Every position in the vector contains a number that means “a specific element/characteristic in the web page was found or not” (eg. presence of the telephone number)

For each element we calculated the confusion matrix that would have been obtained if we used just that element for classification purposes.

Based on that confusion matrix we computed standard performance measures: 
	precision
	recall
	fmeasure

Then we assigned as raw weights to elements the f-measures of the corresponding confusion matrixes, lastly we have normalized the raw weights so that the sum of the final (adjusted) weights is 1000.

In order to assign a final score to a link we summed the normalized weights of those elements that were actually present in the vector.

======================================================================
How is the project folder made
======================================================================

The UrlScorer folder is an Eclipse project ready to be run or modified in the IDE (you just have to import the project "as an existing project" and optionally change some configuration parameters in the code).

Ignoring the hidden directories and the hidden files, under the main directory you can find 4 subdirectories :
1) src => contains the source code of the program
2) bin => contains the compiled version of the source files
3) lib => contains the jar files (libraries) that the program needs
4) sandbox => contains the executable jar file that you have to use in order to launch the program and some test input files that you can modify on the basis of your needs

As you probably already know it is definitely not a good practice to put all this stuff into a downloadable project folder, but i decided to break the rules in order to facilitate your job. Having all the stuff that will be necessary in just one location and by following the instructions you should be able to test the whole environment in 5-10 minutes.

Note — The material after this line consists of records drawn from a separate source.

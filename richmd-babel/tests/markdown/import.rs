//! Import tests for Markdown format (Markdown → rich text)

use insta::assert_snapshot;
use richmd_babel::format::Format;
use richmd_babel::formats::markdown::MarkdownFormat;
use richmd_babel::formats::raw::RawJsonFormat;
use richmd_babel::model::{EntityRange, EntityType, Mutability};
use richmd_babel::{from_markdown, from_markdown_with, BlockType, DeserializeOptions, StyleRange};

#[test]
fn test_kitchensink_import() {
    let md = "# Title\nSome __bold__ text\n- [link](http://a.b)\n![pic](p.png)";
    let doc = MarkdownFormat::default().parse(md).unwrap();
    let json = RawJsonFormat::pretty().serialize(&doc).unwrap();

    assert_snapshot!(json, @r#"
    {
      "blocks": [
        {
          "text": "Title",
          "type": "header-one",
          "depth": 0,
          "inlineStyleRanges": [],
          "entityRanges": []
        },
        {
          "text": "Some bold text",
          "type": "unstyled",
          "depth": 0,
          "inlineStyleRanges": [
            {
              "offset": 5,
              "length": 4,
              "style": "BOLD"
            }
          ],
          "entityRanges": []
        },
        {
          "text": "link",
          "type": "unordered-list-item",
          "depth": 0,
          "inlineStyleRanges": [],
          "entityRanges": [
            {
              "key": 0,
              "offset": 0,
              "length": 4
            }
          ]
        },
        {
          "text": " ",
          "type": "atomic",
          "depth": 0,
          "inlineStyleRanges": [],
          "entityRanges": [
            {
              "key": 1,
              "offset": 0,
              "length": 1
            }
          ]
        }
      ],
      "entityMap": {
        "0": {
          "type": "LINK",
          "mutability": "MUTABLE",
          "data": {
            "url": "http://a.b"
          }
        },
        "1": {
          "type": "IMAGE",
          "mutability": "IMMUTABLE",
          "data": {
            "url": "p.png",
            "src": "p.png",
            "fileName": "pic"
          }
        }
      }
    }
    "#);
}

#[test]
fn test_fenced_code_spanning_lines_is_one_block() {
    let md = "```\nfirst line\nsecond line\nthird line\n```\nA plain paragraph.";
    let doc = from_markdown(md).unwrap();

    assert_eq!(doc.blocks.len(), 2);
    assert_eq!(doc.blocks[0].block_type, BlockType::CodeBlock);
    assert_eq!(doc.blocks[0].text, "first line\nsecond line\nthird line");
    assert_eq!(doc.blocks[1].block_type, BlockType::Unstyled);
    assert_eq!(doc.blocks[1].text, "A plain paragraph.");
}

#[test]
fn test_link_offsets() {
    let doc = from_markdown("see [here](http://x)").unwrap();
    let block = &doc.blocks[0];

    assert_eq!(block.text, "see here");
    assert_eq!(
        block.entity_ranges,
        vec![EntityRange {
            key: 0,
            offset: 4,
            length: 4
        }]
    );
    let entity = doc.entity_map.get(0).unwrap();
    assert_eq!(entity.entity_type, EntityType::Link);
    assert_eq!(entity.mutability, Mutability::Mutable);
    assert_eq!(entity.data.url.as_deref(), Some("http://x"));
}

#[test]
fn test_styled_link_text() {
    let doc = from_markdown("[__bold__ link](u)").unwrap();
    let block = &doc.blocks[0];

    assert_eq!(block.text, "bold link");
    assert_eq!(block.entity_ranges[0].length, 9);
    assert_eq!(block.inline_style_ranges, vec![StyleRange::new(0, 4, "BOLD")]);
}

#[test]
fn test_empty_entity_map_placeholder() {
    let doc = from_markdown("just text\n# and a header").unwrap();
    assert!(doc.entity_map.is_placeholder());

    let json = RawJsonFormat::default().serialize(&doc).unwrap();
    assert!(json.ends_with(r#""entityMap":{"data":"","mutability":"","type":""}}"#));
}

#[test]
fn test_placeholder_flag_off() {
    let options = DeserializeOptions::default().with_entity_map_placeholder(false);
    let doc = from_markdown_with("just text", &options).unwrap();
    let json = RawJsonFormat::default().serialize(&doc).unwrap();
    assert!(json.ends_with(r#""entityMap":{}}"#));
}

#[test]
fn test_multibyte_offsets_count_chars() {
    let doc = from_markdown("naïve *café* ☕").unwrap();
    let block = &doc.blocks[0];
    assert_eq!(block.text, "naïve café ☕");
    assert_eq!(block.inline_style_ranges, vec![StyleRange::new(6, 4, "ITALIC")]);
}

#[test]
fn test_inline_code_and_html_keep_their_text() {
    let doc = from_markdown("call `run()` now <b>x</b>").unwrap();
    assert_eq!(doc.blocks[0].text, "call run() now <b>x</b>");
}

#[test]
fn test_conversions_run_concurrently() {
    let inputs = ["# one [a](1)", "- two __b__", "1. three *c*", "> four"];
    let docs: Vec<_> = std::thread::scope(|scope| {
        let handles: Vec<_> = inputs
            .iter()
            .map(|md| scope.spawn(move || from_markdown(md).unwrap()))
            .collect();
        handles.into_iter().map(|h| h.join().unwrap()).collect()
    });

    for (doc, md) in docs.iter().zip(inputs) {
        assert_eq!(doc, &from_markdown(md).unwrap());
    }
    assert_eq!(docs[0].entity_map.len(), 1);
}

======================================================================
How to execute the program on your PC by using the executable jar file
======================================================================

If you have Java already installed on your PC you just have to apply the following instruction points:

1) create a folder on your filesystem (let's say "myDir")

2) copy the following files from sandbox directory to "myDir" :
	
	firmsInfo.txt
	provinces.txt
	UrlScorer.jar
	urlScorerConf.properties 
	
3) customize the parameters inside the urlScorerConf.properties file :
	    
    Change the value of the parameters under the "paths section" according with the position of the files and folders on your filesystem.
    
4) customize the content of the provinces.txt file :

	Each line in this file represents a province, the format of each line must be the following:
	
	provinceAbbreviation TAB provinceName
	
	eg:
	PZ	Potenza

5) customize the content of the firmsInfo.txt file :

	Each line in this file represents a firm, the format of each line must be the following:
	
	FIRM_ID	VAT_CODE	TAB
	NAME	TAB
	CERTIFIED_MAIL	TAB
	MUNICIPALITY	TAB
	PROVINCE_ABBREVIATION	TAB
	TELEPHONE_PREFIX	TAB
	TELEPHONE_NUMBER	TAB
	ZIP_CODE
	
	eg:
	123	myFirmName	myFirmName@certified.it	myMunicipality	AA	098	123456	7890
	452	myFirmName2		myMunicipality2	BB			7890
	
6) make sure that the Solr installation containing the documents you want to score is up and running

7) open a terminal, go into the myDir directory, type and execute the following command:

        java -jar UrlScorer.jar urlScorerConf.properties

8) at the end of the program execution you should find inside the directory myDir a txt file called linksScores_[dateTime].txt

	The format of the txt file (actually it will be a TSV file) will be the following :

	FIRM_ID	LINK_POSITION	URL	SCORE_VECTOR	SCORE


======================================================================
LINUX			
======================================================================

If you are using a Linux based operating system open a terminal and type on a single line :

java -jar 
-Xmx_AmountOfRamMemoryInMB_m
/path_of_the_directory_containing_the_jar/UrlScorer.jar 
/path_of_the_directory_containing_the_conf_file/urlScorerConf.properties

eg:

java -jar -Xmx2048m UrlScorer.jar urlScorerConf.properties

java -jar -Xmx1024m /home/summa/workspace/UrlScorer/sandbox/UrlScorer.jar /home/summa/workspace/UrlScorer/sandbox/urlScorerConf.properties


======================================================================
WINDOWS			
======================================================================

If you are using a Windows based operating system you just have to do exactly the same, the only difference is that you have to substitute the slashes "/" with the backslashes "\" in the filepaths.

eg:

java -jar -Xmx1536m C:\workspace2\UrlScorer\sandbox\UrlScorer.jar C:\workspace2\UrlScorer\sandbox\urlScorerConf.properties

======================================================================
LICENSING
======================================================================

This software is released under the European Union Public License v. 1.2
A copy of the license is included in the project folder.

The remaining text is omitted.